Summary Pathogens can increase vulnerability to predation through their harmful effects on hosts. Recently, it was shown that the mere activation of the immune system by pathogens may increase the host's risk of predation. Here, we test whether exposure to non‐pathogenic bacteria also activates the immune system and thereby increases vulnerability to predation. We exposed Enallagma cyathigerum damselfly larvae to a non‐pathogenic strain of the bacterium Escherichia coli and measured immune defence, anti‐predator behaviour and survival times in the presence of larval dragonfly predators. To evaluate whether non‐pathogenic bacteria also generated energy‐based trade‐offs leading to other fitness costs, we also quantified growth rate and survival in the absence of predators. Exposure to the non‐pathogenic bacterium did not affect survival in the absence of the predator but increased growth rate, possibly a response to reduce exposure time to the bacterium. Larvae exposed to the bacterium activated their immune response as shown by an increase in the activity of phenoloxidase and the number of haemocytes. The bacterium affected anti‐predator traits involved in avoiding detection by predators as well as traits involved in escape after detection. Pre‐exposed larvae showed higher activity levels and further increased the number of feeding strikes in the presence of predation risk, possibly driven by energetic constraints. Pre‐exposed larvae swam less often when attacked, but faster. This impaired anti‐predator response came at the ecological cost of increased vulnerability to predation.

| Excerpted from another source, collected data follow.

//! This module contains helper functionality.

mod comparison;
pub use self::comparison::*;

mod environment;
pub use self::environment::*;

mod error;
pub use self::error::*;

mod math;
pub use self::math::*;

mod parallel;
pub use self::parallel::*;

mod random;
pub use self::random::*;

mod timing;
pub use self::timing::*;
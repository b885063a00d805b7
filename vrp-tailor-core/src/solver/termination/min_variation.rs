#[cfg(test)]
#[path = "../../../tests/unit/solver/termination/min_variation_test.rs"]
mod min_variation_test;

use super::*;
use crate::models::common::Cost;
use crate::utils::get_cv;
use std::collections::VecDeque;

/// A termination criteria which calculates coefficient of variation over the last best costs
/// and terminates when it falls below the threshold: the search has converged even if the best
/// cost still improves slightly.
pub struct MinVariation {
    sample: usize,
    threshold: f64,
    best_cost: Option<Cost>,
    values: VecDeque<Cost>,
}

impl MinVariation {
    /// Creates a new instance of `MinVariation` with given window size and threshold.
    /// Window size is at least one.
    pub fn new(sample: usize, threshold: f64) -> Self {
        let sample = sample.max(1);

        Self { sample, threshold, best_cost: None, values: VecDeque::with_capacity(sample + 1) }
    }
}

impl Termination for MinVariation {
    fn name(&self) -> &'static str {
        "min-variation"
    }

    fn on_search_start(&mut self) {
        self.best_cost = None;
        self.values.clear();
    }

    fn is_termination(&mut self, ctx: &IterationContext) -> bool {
        let Some(cost) = ctx.best_cost() else {
            return false;
        };

        let best_cost = self.best_cost.map_or(cost, |best_cost| best_cost.min(cost));
        self.best_cost = Some(best_cost);

        self.values.push_back(best_cost);
        if self.values.len() > self.sample {
            self.values.pop_front();
        }

        self.values.len() == self.sample && get_cv(self.values.make_contiguous()) < self.threshold
    }
}
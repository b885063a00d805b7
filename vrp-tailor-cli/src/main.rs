//! A command line interface to *Vehicle Routing Problem* solver.
//!

mod commands;

use clap::Command;
use commands::solve::{get_solve_app, run_solve};
use std::process;

fn main() {
    let matches = Command::new("Vehicle Routing Problem Solver")
        .version(env!("CARGO_PKG_VERSION"))
        .about("A command line interface to Vehicle Routing Problem solver")
        .subcommand(get_solve_app())
        .get_matches();

    let result = match matches.subcommand() {
        Some(("solve", solve_matches)) => run_solve(solve_matches),
        _ => {
            eprintln!("no subcommand was used. Use -h to print help information.");
            process::exit(1);
        }
    };

    if let Err(err) = result {
        eprintln!("{err}");
        process::exit(1);
    }
}
use crate::models::common::{Cost, Duration, Location, Timestamp};
use crate::models::problem::{Job, Vehicle};
use std::sync::Arc;

/// Specifies what happens at an activity.
#[derive(Clone, Copy, Debug, PartialEq, Eq)]
pub enum ActivityKind {
    /// Vehicle leaves its start location.
    Start,
    /// A job is served.
    Job,
    /// Vehicle driver takes a break at the current location.
    Break,
    /// Vehicle reaches its end location.
    End,
}

/// Represents an activity performed by a vehicle: route start, job service, break or route end.
#[derive(Clone, Debug)]
pub struct Activity {
    /// Activity kind.
    pub kind: ActivityKind,
    /// A job served by activity, none for other kinds.
    pub job: Option<Arc<Job>>,
    /// Activity location, none for a virtual end of open route.
    pub location: Option<Location>,
    /// Arrival time.
    pub arrival: Timestamp,
    /// Departure time.
    pub departure: Timestamp,
}

/// An ordered sequence of activities performed by one vehicle.
#[derive(Clone, Debug)]
pub struct Route {
    /// A vehicle which performs the route.
    pub vehicle: Arc<Vehicle>,
    /// Route activities including start and end.
    pub activities: Vec<Activity>,
}

impl Route {
    /// Returns jobs in their service order.
    pub fn jobs(&self) -> impl Iterator<Item = &Arc<Job>> + '_ {
        self.activities.iter().filter_map(|activity| activity.job.as_ref())
    }

    /// Returns amount of job activities.
    pub fn job_count(&self) -> usize {
        self.jobs().count()
    }

    /// Returns route start activity.
    pub fn start(&self) -> Option<&Activity> {
        self.activities.first().filter(|activity| activity.kind == ActivityKind::Start)
    }

    /// Returns route end activity.
    pub fn end(&self) -> Option<&Activity> {
        self.activities.last().filter(|activity| activity.kind == ActivityKind::End)
    }
}

/// Aggregated route state computed by the search engine when a route is scheduled.
#[derive(Clone, Copy, Debug, Default, PartialEq)]
pub struct RouteState {
    /// Sum of transport costs of all route legs.
    pub transport_cost: Cost,
    /// Time between route start and end.
    pub duration: Duration,
}

/// A read-only snapshot of route states, one per solution route in the same order.
#[derive(Clone, Debug, Default)]
pub struct RouteStates {
    states: Vec<RouteState>,
}

impl RouteStates {
    /// Creates a new instance of `RouteStates`.
    pub fn new(states: Vec<RouteState>) -> Self {
        Self { states }
    }

    /// Returns amount of route states.
    pub fn len(&self) -> usize {
        self.states.len()
    }

    /// Returns true if there are no route states.
    pub fn is_empty(&self) -> bool {
        self.states.is_empty()
    }

    /// Iterates over route states.
    pub fn iter(&self) -> impl Iterator<Item = &RouteState> + '_ {
        self.states.iter()
    }
}
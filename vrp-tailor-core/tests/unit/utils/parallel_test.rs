use super::*;

parameterized_test! {can_map_collect_preserving_order, threads, {
    can_map_collect_preserving_order_impl(threads);
}}

can_map_collect_preserving_order! {
    case_01_single: 1,
    case_02_many: 4,
}

fn can_map_collect_preserving_order_impl(threads: usize) {
    let pool = ThreadPool::new(threads).expect("cannot create pool");

    let result = pool.map_collect((0..100).collect(), |value: usize| value * 2);

    assert_eq!(result, (0..100).map(|value| value * 2).collect::<Vec<_>>());
}

#[test]
fn can_execute_on_caller_thread_when_single() {
    let caller = std::thread::current().id();

    let executors = ThreadPool::single().map_collect(vec![0, 1], |_: i32| std::thread::current().id());

    assert_eq!(executors, vec![caller, caller]);
}
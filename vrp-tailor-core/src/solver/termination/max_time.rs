use super::*;
use crate::utils::Timer;

/// A termination criteria which is in terminated state when the time budget is exceeded.
pub struct MaxTime {
    start: Timer,
    limit_in_millis: u128,
}

impl MaxTime {
    /// Creates a new instance of `MaxTime`.
    pub fn new(limit_in_millis: u64) -> Self {
        Self { start: Timer::start(), limit_in_millis: limit_in_millis as u128 }
    }
}

impl Termination for MaxTime {
    fn name(&self) -> &'static str {
        "max-time"
    }

    fn on_search_start(&mut self) {
        self.start = Timer::start();
    }

    fn is_termination(&mut self, _: &IterationContext) -> bool {
        self.start.elapsed_millis() > self.limit_in_millis
    }
}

Our study demonstrated that exposure to non‐pathogenic bacteria increases vulnerability to predation, which is a novel type of antagonistic interaction. This highlights the unexplored possibility that non‐pathogens may play a role in maintaining variation in immune defence through insidious effects on predator–prey interactions. Since non‐pathogenic bacteria can be very abundant, this unexplored ecological cost of immune system activation in terms of increased predation may have major consequences in natural systems and may provide an unexplored new force underlying variation in immune defence.